I have been watching this thread for a while now. I am surprised everybody
is happy with the temperature drops they get and don't look a bit
further. I might be sounding like a *ickhead but here go my .02 euros:
With STOPGNT enabled, the disconnection happens by the northbridge
actually halting the FSB for the CPU until the next interrupt. The
continuous dis/reconnection causes increased lattency on the PCI bus and
strictly timed PCI transfers needed by TV-Tuner cards/software or sound
software suffer greatly from this. It also results in poorer hd
performance.
Also with such a power hungry CPU as the Athlon, bus dis/reconnection
results in current demand changing from 40A to 5A to 40A ... every few ms.
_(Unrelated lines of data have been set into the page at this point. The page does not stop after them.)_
// Copyright 2026 the Imprint Authors
// SPDX-License-Identifier: Apache-2.0 OR MIT

//! Imprint Store: command-based document editing with undo.
//!
//! Edits are expressed as batches of [`PatchOp`] primitives. A batch is
//! validated against the current document, captured together with its exact
//! inverse as a [`Command`], applied, and retained on a bounded undo stack
//! inside [`DocumentStore`]. The same `PatchOp` vocabulary is what the
//! revision engine compiles model output into, so human edits and generated
//! edits share one validation and undo path.
//!
//! Within the stack of Imprint crates, this sits directly above
//! `imprint_schema` and below the template and revision crates.

mod command;
mod patch;
mod store;

pub use command::{Command, CommandError, LockSet, SkippedOp};
pub use patch::{FieldKind, PatchError, PatchOp, apply_op, capture_inverse, is_noop};
pub use store::{ApplyOutcome, DEFAULT_HISTORY_LIMIT, DocumentStore, SubscriptionId};
/// Stroke a local path, emulating inner/outer alignment by clipping to the
/// shape region (or its complement) while stroking at doubled width.
pub(crate) fn stroke_path_with(
    ctx: &mut RenderContext,
    spec: &StrokeSpec,
    outline: &BezPath,
    local: Rect,
    closed: bool,
) {
    if !paint::set_paint(ctx, &spec.paint, local) {
        // Patterned strokes degrade to the pattern ink color.
        ctx.set_paint(spec.paint.primary_color().to_peniko());
    }

    let align = if closed { spec.align } else { StrokeAlign::Center };
    match align {
        StrokeAlign::Center => {
            ctx.set_stroke(stroke_to_cpu(spec, 1.0));
            ctx.stroke_path(outline);
        }
        StrokeAlign::Inner => {
            ctx.push_clip_layer(outline);
            ctx.set_stroke(stroke_to_cpu(spec, 2.0));
            ctx.stroke_path(outline);
            ctx.pop_layer();
        }
        StrokeAlign::Outer => {
            // Clip to the complement of the shape: the shape path plus an
            // enclosing rect, filled even-odd.
            let margin = f64::from(spec.width) * 2.0;
            let mut complement = local.inflate(margin, margin).to_path(PATH_TOLERANCE);
            complement.extend(outline.elements().iter().copied());
            ctx.set_fill_rule(Fill::EvenOdd);
            ctx.push_layer(Some(&complement), None, None, None, None);
            ctx.set_fill_rule(Fill::NonZero);
            ctx.set_stroke(stroke_to_cpu(spec, 2.0));
            ctx.stroke_path(outline);
            ctx.pop_layer();
        }
    }
    paint::clear_paint_transform(ctx);
}
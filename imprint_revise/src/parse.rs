// Copyright 2026 the Imprint Authors
// SPDX-License-Identifier: Apache-2.0 OR MIT

//! Extracting a revision plan from generator output.
//!
//! Responses arrive as prose with JSON somewhere inside. The parser finds
//! the first complete JSON object or array, then accepts high-level intents,
//! raw patch ops, or both; anything unrecognized inside the payload is
//! skipped with a log line rather than failing the whole plan.

use imprint_store::PatchOp;
use serde_json::Value;

use crate::Intent;

/// Why a response produced no plan.
#[derive(Clone, Debug, PartialEq, Eq, thiserror::Error)]
pub enum ParseError {
    /// No JSON object or array was found in the response.
    #[error("no JSON payload found in the response")]
    NoJson,
    /// A JSON payload was found but did not parse.
    #[error("malformed JSON payload: {0}")]
    Malformed(String),
    /// The payload parsed but contained neither intents nor ops.
    #[error("response JSON contains neither intents nor ops")]
    EmptyPlan,
}

/// The structured content of one response: intents to compile plus raw ops.
#[derive(Clone, Debug, Default, PartialEq)]
pub struct RevisionPlan {
    /// High-level edits still to be resolved against the document.
    pub intents: Vec<Intent>,
    /// Ops returned directly by the generator.
    pub ops: Vec<PatchOp>,
}

impl RevisionPlan {
    /// True when the plan contains nothing at all.
    pub fn is_empty(&self) -> bool {
        self.intents.is_empty() && self.ops.is_empty()
    }
}

/// Slice out the first complete JSON object or array, tolerating prose on
/// either side and brackets inside string literals.
fn extract_json(text: &str) -> Option<&str> {
    let start = text.find(['{', '['])?;
    let bytes = text.as_bytes();
    let open = bytes[start];
    let close = if open == b'{' { b'}' } else { b']' };
    let mut depth = 0_usize;
    let mut in_string = false;
    let mut escaped = false;
    for (i, b) in bytes.iter().enumerate().skip(start) {
        if in_string {
            match b {
                _ if escaped => escaped = false,
                b'\\' => escaped = true,
                b'"' => in_string = false,
                _ => {}
            }
            continue;
        }
        match b {
            b'"' => in_string = true,
            _ if *b == open => depth += 1,
            _ if *b == close => {
                depth -= 1;
                if depth == 0 {
                    return Some(&text[start..=i]);
                }
            }
            _ => {}
        }
    }
    None
}

/// One element of a plan payload: an intent or a raw op.
fn classify(value: Value, plan: &mut RevisionPlan) {
    let looks_like_op = value.get("op").is_some();
    if looks_like_op {
        match serde_json::from_value::<PatchOp>(value) {
            Ok(op) => plan.ops.push(op),
            Err(e) => log::warn!("skipping unparsable op in response: {e}"),
        }
        return;
    }
    match serde_json::from_value::<Intent>(value) {
        Ok(intent) => plan.intents.push(intent),
        Err(e) => log::warn!("skipping unparsable intent in response: {e}"),
    }
}

/// Parse generator output into a [`RevisionPlan`].
///
/// Accepted shapes: `{"intents": [...], "ops": [...]}` (either key
/// optional), a bare array of intents and/or ops, or a single intent or op
/// object.
pub fn parse_response(text: &str) -> Result<RevisionPlan, ParseError> {
    let payload = extract_json(text).ok_or(ParseError::NoJson)?;
    let value: Value =
        serde_json::from_str(payload).map_err(|e| ParseError::Malformed(e.to_string()))?;

    let mut plan = RevisionPlan::default();
    match value {
        Value::Array(items) => {
            for item in items {
                classify(item, &mut plan);
            }
        }
        Value::Object(mut map) if map.contains_key("intents") || map.contains_key("ops") => {
            if let Some(Value::Array(items)) = map.remove("intents") {
                for item in items {
                    classify(item, &mut plan);
                }
            }
            if let Some(Value::Array(items)) = map.remove("ops") {
                for item in items {
                    classify(item, &mut plan);
                }
            }
        }
        object @ Value::Object(_) => classify(object, &mut plan),
        _ => return Err(ParseError::EmptyPlan),
    }

    if plan.is_empty() {
        return Err(ParseError::EmptyPlan);
    }
    Ok(plan)
}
This puts your motherboards' voltage regulator under unecessary strain as
well those in your PSU.
Furthermore, CPUs do like lower operating temperatures, but even more they
like constant temperatures. Differences like 10-15C every now and then
(load/idle) put the cpu die under mechanichal strain from thermal
contraction/expansion.
Finally, this procedure can actually *hide* severe cooling inefficiency of
the system. People seem to go with the moto: STOPGNT lowers my
temperature, so it is a good thing. Well, it doesn't. Run SETI@HOME and
you are back where you started. It can take only a hot summer day and you
have a fried chip.
There was a thought by somebody, that you should only enable disconnection
after some time of inactivity. This sounds better, but then, don't we
have S1/S3 for this already?
This feature of the AMD processors seemed like a real bargain once but
now, I doupt there is one motherboard vendor out there that allows you to
control it in the BIOS (like they used too). Even more, they suggest you
leave this feature alone. A walk in troubleshooting/support forums
suggests the same: It is a feature you can do without, you'd be better off
with a cooler that can cool and a well ventilated case.